Le lymphœdème peut survenir à la suite de certaines interventions chirurgicales, notamment celles impliquant un curage ganglionnaire (ex. : cancers du sein, de la prostate, gynécologiques) ou des traumatismes du système lymphatique. Une bonne information permet de réduire les risques et de réagir rapidement aux premiers signes.
Prévenir le lymphœdème postopératoire
Même si le risque ne peut jamais être complètement éliminé, plusieurs mesures peuvent aider à le prévenir :
- Respecter les consignes postopératoires données par l’équipe médicale.
- Éviter les traumatismes (coupures, piqûres, brûlures, morsures d’insecte) dans le membre à risque.
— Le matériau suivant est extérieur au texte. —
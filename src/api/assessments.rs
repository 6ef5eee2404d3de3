use std::collections::HashSet;

use axum::{extract::State, http::StatusCode, Json};
use uuid::Uuid;
use validator::Validate;

use crate::api::errors::ApiError;
use crate::api::guards::{CurrentTeacher, CurrentUser};
use crate::api::validation;
use crate::core::state::AppState;
use crate::core::time::primitive_now_utc;
use crate::db::models::{AssessmentQuestion, KeyAnswer};
use crate::db::types::UserRole;
use crate::repositories;
use crate::schemas::assessment::{
    AllDataResponse, AnswerKeyCreate, AnswerKeyResponse, AssessmentCreate, AssessmentFromBank,
    AssessmentResponse, AssessmentWithKeyResponse,
};
use crate::schemas::submission::SubmissionResponse;

pub(crate) async fn create_assessment(
    CurrentTeacher(_teacher): CurrentTeacher,
    State(state): State<AppState>,
    Json(payload): Json<AssessmentCreate>,
) -> Result<(StatusCode, Json<AssessmentResponse>), ApiError> {
    payload.validate().map_err(|e| ApiError::BadRequest(e.to_string()))?;

    if payload.question_count <= 0 {
        return Err(ApiError::BadRequest("question_count must be positive".to_string()));
    }

    // The count invariant is enforced here once; assessments are immutable
    // afterwards and never re-validated.
    if payload.questions.len() != payload.question_count as usize {
        return Err(ApiError::BadRequest(format!(
            "Expected {} questions, got {}",
            payload.question_count,
            payload.questions.len()
        )));
    }

    if payload.questions.iter().any(|question| question.number < 1) {
        return Err(ApiError::BadRequest("Question numbers must be 1-based".to_string()));
    }

    let questions = payload
        .questions
        .into_iter()
        .map(|question| AssessmentQuestion {
            number: question.number,
            subject: question.subject,
        })
        .collect();

    let assessment = repositories::assessments::create(
        state.db(),
        repositories::assessments::CreateAssessment {
            id: &Uuid::new_v4().to_string(),
            name: payload.name.trim(),
            question_count: payload.question_count,
            questions,
            created_at: primitive_now_utc(),
        },
    )
    .await
    .map_err(|e| ApiError::internal(e, "Failed to create assessment"))?;

    tracing::info!(assessment_id = %assessment.id, "Assessment created");

    Ok((StatusCode::CREATED, Json(AssessmentResponse::from_db(assessment))))
}

pub(crate) async fn create_from_bank(
    CurrentTeacher(_teacher): CurrentTeacher,
    State(state): State<AppState>,
    Json(payload): Json<AssessmentFromBank>,
) -> Result<(StatusCode, Json<AssessmentWithKeyResponse>), ApiError> {
    payload.validate().map_err(|e| ApiError::BadRequest(e.to_string()))?;

    if payload.question_ids.is_empty() {
        return Err(ApiError::BadRequest("question_ids must not be empty".to_string()));
    }

    let found = repositories::question_bank::find_by_ids(state.db(), &payload.question_ids)
        .await
        .map_err(|e| ApiError::internal(e, "Failed to resolve bank questions"))?;

    // Atomic resolution: one missing id fails the whole request.
    let found_ids: HashSet<&str> = found.iter().map(|question| question.id.as_str()).collect();
    let missing: Vec<&str> = payload
        .question_ids
        .iter()
        .map(String::as_str)
        .filter(|id| !found_ids.contains(id))
        .collect();
    if !missing.is_empty() {
        return Err(ApiError::NotFound(format!(
            "Questions not found in bank: {}",
            missing.join(", ")
        )));
    }

    // Numbers are assigned 1..N by position in the requested order; they are
    // local to the assessment, not the bank's identifiers.
    let mut questions = Vec::with_capacity(payload.question_ids.len());
    let mut answers = Vec::with_capacity(payload.question_ids.len());
    for (index, id) in payload.question_ids.iter().enumerate() {
        let bank_question = found
            .iter()
            .find(|question| question.id == *id)
            .ok_or_else(|| ApiError::Internal("Resolved bank question missing".to_string()))?;
        let number = (index + 1) as i32;
        questions.push(AssessmentQuestion {
            number,
            subject: bank_question.subject.clone(),
        });
        answers.push(KeyAnswer {
            question_number: number,
            correct_answer: bank_question.correct_answer.clone(),
        });
    }

    let now = primitive_now_utc();
    let mut tx = state
        .db()
        .begin()
        .await
        .map_err(|e| ApiError::internal(e, "Failed to start transaction"))?;

    let assessment = repositories::assessments::create(
        &mut *tx,
        repositories::assessments::CreateAssessment {
            id: &Uuid::new_v4().to_string(),
            name: payload.name.trim(),
            question_count: payload.question_ids.len() as i32,
            questions,
            created_at: now,
        },
    )
    .await
    .map_err(|e| ApiError::internal(e, "Failed to create assessment"))?;

    // Key and assessment land together so they are never out of step.
    let key = repositories::answer_keys::create(
        &mut *tx,
        repositories::answer_keys::CreateAnswerKey {
            id: &Uuid::new_v4().to_string(),
            assessment_id: &assessment.id,
            answers,
            created_at: now,
        },
    )
    .await
    .map_err(|e| ApiError::internal(e, "Failed to create answer key"))?;

    tx.commit().await.map_err(|e| ApiError::internal(e, "Failed to commit transaction"))?;

    tracing::info!(assessment_id = %assessment.id, "Assessment created from bank");

    Ok((
        StatusCode::CREATED,
        Json(AssessmentWithKeyResponse {
            assessment: AssessmentResponse::from_db(assessment),
            answer_key: AnswerKeyResponse::from_db(key),
        }),
    ))
}

pub(crate) async fn save_answer_key(
    CurrentTeacher(_teacher): CurrentTeacher,
    State(state): State<AppState>,
    Json(payload): Json<AnswerKeyCreate>,
) -> Result<(StatusCode, Json<AnswerKeyResponse>), ApiError> {
    if payload.answers.is_empty() {
        return Err(ApiError::BadRequest("answers must not be empty".to_string()));
    }

    for answer in &payload.answers {
        if answer.question_number < 1 {
            return Err(ApiError::BadRequest("Question numbers must be 1-based".to_string()));
        }
        if !validation::is_answer_choice(&answer.correct_answer) {
            return Err(ApiError::BadRequest(format!(
                "Invalid correct answer for question {}: {}",
                answer.question_number, answer.correct_answer
            )));
        }
    }

    let assessment = repositories::assessments::find_by_id(state.db(), &payload.assessment_id)
        .await
        .map_err(|e| ApiError::internal(e, "Failed to fetch assessment"))?;
    if assessment.is_none() {
        return Err(ApiError::NotFound("Assessment not found".to_string()));
    }

    let answers = payload
        .answers
        .into_iter()
        .map(|answer| KeyAnswer {
            question_number: answer.question_number,
            correct_answer: answer.correct_answer,
        })
        .collect();

    // Appends unconditionally; the newest key becomes authoritative and
    // older ones stay as history.
    let key = repositories::answer_keys::create(
        state.db(),
        repositories::answer_keys::CreateAnswerKey {
            id: &Uuid::new_v4().to_string(),
            assessment_id: &payload.assessment_id,
            answers,
            created_at: primitive_now_utc(),
        },
    )
    .await
    .map_err(|e| ApiError::internal(e, "Failed to save answer key"))?;

    tracing::info!(assessment_id = %key.assessment_id, key_id = %key.id, "Answer key saved");

    Ok((StatusCode::CREATED, Json(AnswerKeyResponse::from_db(key))))
}

pub(crate) async fn all_data(
    CurrentUser(user): CurrentUser,
    State(state): State<AppState>,
) -> Result<Json<AllDataResponse>, ApiError> {
    let assessment = repositories::assessments::latest(state.db())
        .await
        .map_err(|e| ApiError::internal(e, "Failed to fetch latest assessment"))?;

    let Some(assessment) = assessment else {
        return Ok(Json(AllDataResponse {
            assessment: None,
            answer_key: None,
            submissions: Vec::new(),
        }));
    };

    // Students only ever see the assessment shape; the key and other
    // students' submissions are withheld at this boundary.
    if user.role != UserRole::Teacher {
        return Ok(Json(AllDataResponse {
            assessment: Some(AssessmentResponse::from_db(assessment)),
            answer_key: None,
            submissions: Vec::new(),
        }));
    }

    let key = repositories::answer_keys::latest_for_assessment(state.db(), &assessment.id)
        .await
        .map_err(|e| ApiError::internal(e, "Failed to fetch answer key"))?;

    let submissions = repositories::submissions::list_by_assessment(state.db(), &assessment.id)
        .await
        .map_err(|e| ApiError::internal(e, "Failed to fetch submissions"))?;

    Ok(Json(AllDataResponse {
        assessment: Some(AssessmentResponse::from_db(assessment)),
        answer_key: key.map(|key| key.answers.0),
        submissions: submissions.into_iter().map(SubmissionResponse::from_db).collect(),
    }))
}

pub(crate) async fn clear_data(
    CurrentTeacher(teacher): CurrentTeacher,
    State(state): State<AppState>,
) -> Result<Json<serde_json::Value>, ApiError> {
    repositories::maintenance::clear_assessment_data(state.db())
        .await
        .map_err(|e| ApiError::internal(e, "Failed to clear data"))?;

    tracing::warn!(user_id = %teacher.id, "All assessment data cleared");

    Ok(Json(serde_json::json!({ "message": "All assessment data cleared" })))
}
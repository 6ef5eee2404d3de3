use std::collections::HashMap;

use axum::{extract::State, http::StatusCode, Json};
use uuid::Uuid;

use crate::api::errors::ApiError;
use crate::api::guards::CurrentUser;
use crate::api::validation;
use crate::core::state::AppState;
use crate::core::time::primitive_now_utc;
use crate::repositories;
use crate::schemas::submission::{SubmissionCreate, SubmissionResponse};
use crate::services::grading::{self, SubmittedAnswer};

pub(crate) async fn create_student_answer(
    CurrentUser(user): CurrentUser,
    State(state): State<AppState>,
    Json(payload): Json<SubmissionCreate>,
) -> Result<(StatusCode, Json<SubmissionResponse>), ApiError> {
    let student_name = validation::collapse_whitespace(&payload.student_name);
    if student_name.is_empty() {
        return Err(ApiError::BadRequest("student_name must not be empty".to_string()));
    }
    if payload.answers.is_empty() {
        return Err(ApiError::BadRequest("answers must not be empty".to_string()));
    }

    for answer in &payload.answers {
        if answer.question_number < 1 {
            return Err(ApiError::BadRequest("Question numbers must be 1-based".to_string()));
        }
        if !answer.answer.is_empty() && !validation::is_answer_choice(&answer.answer) {
            return Err(ApiError::BadRequest(format!(
                "Invalid answer for question {}: {}",
                answer.question_number, answer.answer
            )));
        }
    }

    let assessment = repositories::assessments::find_by_id(state.db(), &payload.assessment_id)
        .await
        .map_err(|e| ApiError::internal(e, "Failed to fetch assessment"))?
        .ok_or_else(|| ApiError::NotFound("Assessment not found".to_string()))?;

    // Nothing to grade against means the submission is rejected outright.
    let key = repositories::answer_keys::latest_for_assessment(state.db(), &assessment.id)
        .await
        .map_err(|e| ApiError::internal(e, "Failed to fetch answer key"))?
        .ok_or_else(|| {
            ApiError::BadRequest("Assessment has no answer key yet".to_string())
        })?;

    let subject_by_number: HashMap<i32, &str> = assessment
        .questions
        .0
        .iter()
        .map(|question| (question.number, question.subject.as_str()))
        .collect();

    let submitted: Vec<SubmittedAnswer> = payload
        .answers
        .into_iter()
        .map(|answer| SubmittedAnswer {
            question_number: answer.question_number,
            subject: subject_by_number
                .get(&answer.question_number)
                .map(|subject| subject.to_string())
                .unwrap_or_default(),
            answer: answer.answer,
        })
        .collect();

    let graded = grading::grade(submitted, &key.answers.0);

    let submission = repositories::submissions::create(
        state.db(),
        repositories::submissions::CreateSubmission {
            id: &Uuid::new_v4().to_string(),
            assessment_id: &assessment.id,
            student_name: &student_name,
            identity_id: Some(&user.id),
            answers: graded,
            created_at: primitive_now_utc(),
        },
    )
    .await
    .map_err(|e| ApiError::internal(e, "Failed to store submission"))?;

    tracing::info!(
        assessment_id = %submission.assessment_id,
        submission_id = %submission.id,
        identity_id = %user.id,
        "Submission graded and stored"
    );

    Ok((StatusCode::CREATED, Json(SubmissionResponse::from_db(submission))))
}

#[cfg(test)]
mod tests {
    use axum::http::{Method, StatusCode};
    use axum::Router;
    use serde_json::json;
    use tower::ServiceExt;

    use crate::api::router::router;
    use crate::test_support;

    async fn signup(app: &Router, name: &str, email: &str, role: &str) -> String {
        let response = app
            .clone()
            .oneshot(test_support::json_request(
                Method::POST,
                "/auth/signup",
                None,
                Some(json!({
                    "name": name,
                    "email": email,
                    "password": "secret-pass",
                    "requested_role": role
                })),
            ))
            .await
            .expect("signup");

        let status = response.status();
        let body = test_support::read_json(response).await;
        assert_eq!(status, StatusCode::CREATED, "response: {body}");
        body["access_token"].as_str().expect("token").to_string()
    }

    async fn create_assessment(
        app: &Router,
        token: &str,
        questions: serde_json::Value,
    ) -> String {
        let count = questions.as_array().expect("questions array").len();
        let response = app
            .clone()
            .oneshot(test_support::json_request(
                Method::POST,
                "/assessments",
                Some(token),
                Some(json!({
                    "name": "Prova 1",
                    "question_count": count,
                    "questions": questions
                })),
            ))
            .await
            .expect("create assessment");

        let status = response.status();
        let body = test_support::read_json(response).await;
        assert_eq!(status, StatusCode::CREATED, "response: {body}");
        body["id"].as_str().expect("assessment id").to_string()
    }

    async fn save_key(app: &Router, token: &str, assessment_id: &str, answers: serde_json::Value) {
        let response = app
            .clone()
            .oneshot(test_support::json_request(
                Method::POST,
                "/answer-keys",
                Some(token),
                Some(json!({ "assessment_id": assessment_id, "answers": answers })),
            ))
            .await
            .expect("save key");

        let status = response.status();
        let body = test_support::read_json(response).await;
        assert_eq!(status, StatusCode::CREATED, "response: {body}");
    }

    #[tokio::test]
    async fn submission_is_graded_against_the_newest_key() {
        let _guard = test_support::env_lock();
        let Some(state) = test_support::setup_db_state().await else { return };
        let app = router(state);

        let teacher_token = signup(&app, "Ana", "ana@escola.br", "teacher").await;
        let assessment_id = create_assessment(
            &app,
            &teacher_token,
            json!([{"number": 1, "subject": "Física"}]),
        )
        .await;

        // Two keys, saved in order; the second one must decide correctness.
        save_key(
            &app,
            &teacher_token,
            &assessment_id,
            json!([{"question_number": 1, "correct_answer": "A"}]),
        )
        .await;
        save_key(
            &app,
            &teacher_token,
            &assessment_id,
            json!([{"question_number": 1, "correct_answer": "B"}]),
        )
        .await;

        let response = app
            .clone()
            .oneshot(test_support::json_request(
                Method::POST,
                "/student-answers",
                Some(&teacher_token),
                Some(json!({
                    "assessment_id": assessment_id,
                    "student_name": "João",
                    "answers": [{"question_number": 1, "answer": "B"}]
                })),
            ))
            .await
            .expect("submit");

        let status = response.status();
        let submission = test_support::read_json(response).await;
        assert_eq!(status, StatusCode::CREATED, "response: {submission}");
        assert_eq!(submission["answers"][0]["is_correct"], true);
    }

    #[tokio::test]
    async fn create_key_submit_and_review_flow() {
        let _guard = test_support::env_lock();
        let Some(state) = test_support::setup_db_state().await else { return };
        let app = router(state);

        let teacher_token = signup(&app, "Ana", "ana@escola.br", "teacher").await;
        let student_token = signup(&app, "Bruno Lima", "bruno@escola.br", "student").await;

        let assessment_id = create_assessment(
            &app,
            &teacher_token,
            json!([
                {"number": 1, "subject": "Física"},
                {"number": 2, "subject": "Matemática"}
            ]),
        )
        .await;
        save_key(
            &app,
            &teacher_token,
            &assessment_id,
            json!([
                {"question_number": 1, "correct_answer": "A"},
                {"question_number": 2, "correct_answer": "C"}
            ]),
        )
        .await;

        let response = app
            .clone()
            .oneshot(test_support::json_request(
                Method::POST,
                "/student-answers",
                Some(&student_token),
                Some(json!({
                    "assessment_id": assessment_id,
                    "student_name": "Bruno Lima",
                    "answers": [
                        {"question_number": 1, "answer": "A"},
                        {"question_number": 2, "answer": "B"}
                    ]
                })),
            ))
            .await
            .expect("submit");

        let status = response.status();
        let submission = test_support::read_json(response).await;
        assert_eq!(status, StatusCode::CREATED, "response: {submission}");
        assert_eq!(submission["answers"][0]["is_correct"], true);
        assert_eq!(submission["answers"][1]["is_correct"], false);
        assert_eq!(submission["answers"][1]["subject"], "Matemática");
        assert!(submission["identity_id"].is_string());

        // The student sees the assessment shape only.
        let response = app
            .clone()
            .oneshot(test_support::json_request(
                Method::GET,
                "/all-data",
                Some(&student_token),
                None,
            ))
            .await
            .expect("student all-data");
        let body = test_support::read_json(response).await;
        assert_eq!(body["assessment"]["id"], assessment_id.as_str());
        assert!(body["answer_key"].is_null());
        assert_eq!(body["submissions"].as_array().expect("submissions").len(), 0);

        // The teacher sees the key and the graded submission.
        let response = app
            .clone()
            .oneshot(test_support::json_request(
                Method::GET,
                "/all-data",
                Some(&teacher_token),
                None,
            ))
            .await
            .expect("teacher all-data");
        let body = test_support::read_json(response).await;
        assert_eq!(body["answer_key"].as_array().expect("key").len(), 2);
        let submissions = body["submissions"].as_array().expect("submissions");
        assert_eq!(submissions.len(), 1);
        assert_eq!(submissions[0]["student_name"], "Bruno Lima");
    }
}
- Maintenir une bonne hygiène et hydratation de la peau.
- Pratiquer des exercices doux et progressifs, recommandés par un professionnel, pour favoriser la circulation.
- Éviter les vêtements ou bijoux trop serrés du côté opéré.
- Consulter un thérapeute spécialisé en œdème chronique, surtout si un grand nombre de ganglions a été retiré.
Reconnaître les premiers signes
Un diagnostic et une prise en charge précoces permettent de mieux contrôler l’évolution du lymphœdème. Soyez attentif·ve aux signes suivants dans les semaines, mois ou années après l’intervention :
- Enflure légère persistante, surtout en fin de journée
- Sensation de lourdeur ou de tension dans le bras, la jambe ou la région opérée
- Perte de souplesse ou raideur articulaire
- Changements de texture de la peau (peau plus ferme, épaissie)
- Impression que les vêtements ou bijoux serrent davantage d’un côté
Si vous observez un ou plusieurs de ces signes, consultez rapidement un professionnel formé en lymphœdème/œdème chronique. Un traitement précoce peut freiner la progression et améliorer votre qualité de vie.